New malt brewing course launched

The growth of the independent brewing industry has been recognised by Carlow IT
The growth of the independent brewing industry has been recognised by Carlow IT

Ken Whelan

The country's Institutes of Technology are expanding their education reach either by offering a range of courses which meet the demand of the mainstream agribusinesses, as well as the growing artisan food and SME sectors.

The growth of the independent brewing industry has been recognised by Carlow IT which will launch its new Malting Brewing and Distilling qualification next month.

The Level-8 course in malt brewing was developed in Carlow because of demand from local companies like O'Hara's Brewery and Walsh Whiskey Distillery which produce craft beers and spirits. As these companies expanded they had to fill their vacancies often by advertising in Scotland for qualified brewers and distillers, Carlow IT deputy registrar and course designer David Ryan told the Farming Independent this week.

This gap in the skills market was identified a few years ago when the FoodWise 2020 research was undertaken and, as many of these niche companies were located in the midlands, it fell to Carlow IT to develop the educational concept.

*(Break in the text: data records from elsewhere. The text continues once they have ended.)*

impl<R: EngineRegisters> EngineController<R> {
    /// Creates a controller with default limits. The core is not touched
    /// until [`clear`](Self::clear) or [`init`](Self::init).
    pub fn new(regs: R) -> Self {
        Self {
            regs,
            limits: ControllerConfig::default(),
            session: None,
        }
    }

    /// Creates a controller with explicit limits.
    pub fn with_config(regs: R, limits: ControllerConfig) -> EngineResult<Self> {
        if limits.pipeline_depth == 0 || limits.pipeline_depth > MAX_PIPELINE_DEPTH {
            return Err(EngineError::invalid_config(format!(
                "pipeline depth {} outside 1..={}",
                limits.pipeline_depth, MAX_PIPELINE_DEPTH
            )));
        }
        // A zero budget times out before the first status read.
        if limits.poll_limit == 0 {
            return Err(EngineError::invalid_config("poll limit must be at least 1"));
        }
        Ok(Self {
            regs,
            limits,
            session: None,
        })
    }

    /// Current state.
    pub fn state(&self) -> EngineState {
        match &self.session {
            None => EngineState::Idle,
            Some(s) if s.halted => EngineState::Halted,
            Some(s) if !s.key_loaded => EngineState::Configured,
            Some(s) if s.in_flight == 0 => EngineState::KeyLoaded,
            Some(s) => EngineState::Processing {
                in_flight: s.in_flight,
            },
        }
    }

    /// Session configuration, if `init` has run since the last `clear`.
    pub fn config(&self) -> Option<&EngineConfig> {
        self.session.as_ref().map(|s| &s.config)
    }

    /// Controller limits.
    pub fn limits(&self) -> &ControllerConfig {
        &self.limits
    }

    /// Blocks submitted and not yet retrieved.
    pub fn in_flight(&self) -> usize {
        self.session.as_ref().map_or(0, |s| s.in_flight)
    }

    /// Shared access to the register interface.
    pub fn regs(&self) -> &R {
        &self.regs
    }

    /// Exclusive access to the register interface.
    ///
    /// Writing registers behind the controller's back invalidates its
    /// bookkeeping; call [`clear`](Self::clear) afterwards.
    pub fn regs_mut(&mut self) -> &mut R {
        &mut self.regs
    }

    /// Releases the register interface.
    pub fn into_inner(self) -> R {
        self.regs
    }

    /// Returns the core to idle, discarding key material and any blocks in
    /// flight. Always succeeds.
    pub fn clear(&mut self) {
        self.regs
            .write_trigger(Trigger::KEY_IV_DATA_IN_CLEAR | Trigger::DATA_OUT_CLEAR);
        if let Some(session) = self.session.take() {
            info!(
                "engine cleared ({} submitted, {} retrieved, {} dropped)",
                session.submitted, session.retrieved, session.in_flight
            );
        }
    }

    /// Programs direction, key length and pacing mode.
    pub fn init(&mut self, config: EngineConfig) -> EngineResult<()> {
        self.expect_state("init", |state| state == EngineState::Idle)?;

        let features = self.regs.features();
        if !features.supports_operation(config.operation) {
            return Err(EngineError::invalid_config(format!(
                "{:?} not supported by this core",
                config.operation
            )));
        }
        if !features.supports_key_length(config.key_length) {
            return Err(EngineError::invalid_config(format!(
                "{} not supported by this core",
                config.key_length
            )));
        }

        // The control register ignores writes while the core is busy.
        self.wait_for(Status::IDLE, AwaitedFlag::Idle, 0)?;
        self.regs.write_ctrl(Control::from_config(&config));
        info!(
            "engine configured: {:?} {} {}",
            config.operation,
            config.key_length,
            if config.manual_operation { "manual" } else { "automatic" }
        );
        self.session = Some(Session::new(config));
        Ok(())
    }

    /// Writes key material. Replaces any previously loaded key.
    pub fn load_key(&mut self, key: &Key) -> EngineResult<()> {
        self.expect_state("load_key", |state| {
            matches!(state, EngineState::Configured | EngineState::KeyLoaded)
        })?;
        let session = self.session_mut("load_key")?;
        if key.length() != session.config.key_length {
            return Err(EngineError::invalid_config(format!(
                "{} key loaded into a {} session",
                key.length(),
                session.config.key_length
            )));
        }
        session.key_loaded = true;

        for (index, word) in key.to_words().iter().enumerate() {
            self.regs.write_key(index, *word);
        }
        debug!("{} key loaded", key.length());
        Ok(())
    }

    /// Writes one block without checking `INPUT_READY`.
    ///
    /// Only safe when readiness is already known, e.g. right after a
    /// retrieval freed the input register.
    pub fn submit_block(&mut self, block: &Block) -> EngineResult<()> {
        self.check_submit("submit_block")?;
        self.write_block(block);
        Ok(())
    }

    /// Waits for `INPUT_READY`, then writes one block.
    pub fn submit_block_wait(&mut self, block: &Block) -> EngineResult<()> {
        self.check_submit("submit_block_wait")?;
        let index = self.session.as_ref().map_or(0, |s| s.submitted);
        self.wait_for(Status::INPUT_READY, AwaitedFlag::InputReady, index)?;
        self.write_block(block);
        Ok(())
    }

    /// Starts the most recently submitted block (manual mode only).
    pub fn trigger(&mut self) -> EngineResult<()> {
        let state = self.state();
        let armed = self
            .session
            .as_ref()
            .is_some_and(|s| s.config.manual_operation && s.awaiting_trigger && !s.halted);
        if !armed {
            return Err(EngineError::InvalidState {
                operation: "trigger",
                state,
            });
        }
        self.regs.write_trigger(Trigger::START);
        let session = self.session_mut("trigger")?;
        session.awaiting_trigger = false;
        trace!("triggered block {}", session.submitted - 1);
        Ok(())
    }

    /// Reads one block without checking `OUTPUT_VALID`.
    ///
    /// Returns whatever the output register holds; stale if the block has
    /// not finished.
    pub fn retrieve_block(&mut self) -> EngineResult<Block> {
        self.check_retrieve("retrieve_block")?;
        Ok(self.read_block())
    }

    /// Waits for `OUTPUT_VALID`, then reads one block.
    pub fn retrieve_block_wait(&mut self) -> EngineResult<Block> {
        self.check_retrieve("retrieve_block_wait")?;
        let index = self.session.as_ref().map_or(0, |s| s.retrieved);
        self.wait_for(Status::OUTPUT_VALID, AwaitedFlag::OutputValid, index)?;
        Ok(self.read_block())
    }

    /// Runs the recovery sequence: `clear`, `init`, `load_key`.
    pub fn restart(&mut self, config: EngineConfig, key: &Key) -> EngineResult<()> {
        self.clear();
        self.init(config)?;
        self.load_key(key)
    }

    fn expect_state(
        &self,
        operation: &'static str,
        allowed: impl Fn(EngineState) -> bool,
    ) -> EngineResult<()> {
        let state = self.state();
        if allowed(state) {
            Ok(())
        } else {
            Err(EngineError::InvalidState { operation, state })
        }
    }

    fn session_mut(&mut self, operation: &'static str) -> EngineResult<&mut Session> {
        self.session.as_mut().ok_or(EngineError::InvalidState {
            operation,
            state: EngineState::Idle,
        })
    }

    fn check_submit(&self, operation: &'static str) -> EngineResult<()> {
        let state = self.state();
        let Some(session) = self.session.as_ref() else {
            return Err(EngineError::InvalidState { operation, state });
        };
        match state {
            EngineState::KeyLoaded => Ok(()),
            EngineState::Processing { in_flight } => {
                if session.config.manual_operation {
                    // One block at a time: submit, trigger, retrieve.
                    Err(EngineError::InvalidState { operation, state })
                } else if in_flight >= self.limits.pipeline_depth {
                    Err(EngineError::PipelineFull {
                        depth: self.limits.pipeline_depth,
                    })
                } else {
                    Ok(())
                }
            }
            _ => Err(EngineError::InvalidState { operation, state }),
        }
    }

    fn check_retrieve(&self, operation: &'static str) -> EngineResult<()> {
        let state = self.state();
        match (&self.session, state) {
            (Some(s), EngineState::Processing { .. }) if !s.awaiting_trigger => Ok(()),
            _ => Err(EngineError::InvalidState { operation, state }),
        }
    }

    fn wait_for(&mut self, flag: Status, awaited: AwaitedFlag, block: u64) -> EngineResult<()> {
        let regs = &mut self.regs;
        match wait::until(self.limits.poll_limit, || regs.status().contains(flag)) {
            Ok(polls) => {
                trace!("{awaited} after {polls} polls");
                Ok(())
            }
            Err(TimedOut { polls }) => {
                if let Some(session) = self.session.as_mut() {
                    session.halted = true;
                }
                warn!("timed out waiting for {awaited} on block {block} ({polls} polls)");
                Err(EngineError::EngineTimeout {
                    flag: awaited,
                    block,
                    polls,
                })
            }
        }
    }

    fn write_block(&mut self, block: &Block) {
        for (index, word) in block_to_words(block).iter().enumerate() {
            self.regs.write_data_in(index, *word);
        }
        if let Some(session) = self.session.as_mut() {
            session.in_flight += 1;
            session.submitted += 1;
            session.awaiting_trigger = session.config.manual_operation;
        }
    }

    fn read_block(&mut self) -> Block {
        let mut words = [0u32; BLOCK_WORDS];
        for (index, word) in words.iter_mut().enumerate() {
            *word = self.regs.read_data_out(index);
        }
        if let Some(session) = self.session.as_mut() {
            session.in_flight -= 1;
            session.retrieved += 1;
        }
        words_to_block(&words)
    }
}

The design specifications for the course, which were developed in association with Teagasc, has a curriculum which includes yeast biology, malting, brewing discipline and soil studies, Ryan explained.

The three-year brewing course for full-time and part-time students has attracted 50 students.

This local demand factor is also evident in the IT's new degree course in Sustainable Agriculture which also begins next year.

The course was designed following a three-year campaign by farmers, the IFA and local educational interests in the Wexford region. Linking agri-courses to local educational demands is central to the operation of the country's IT network.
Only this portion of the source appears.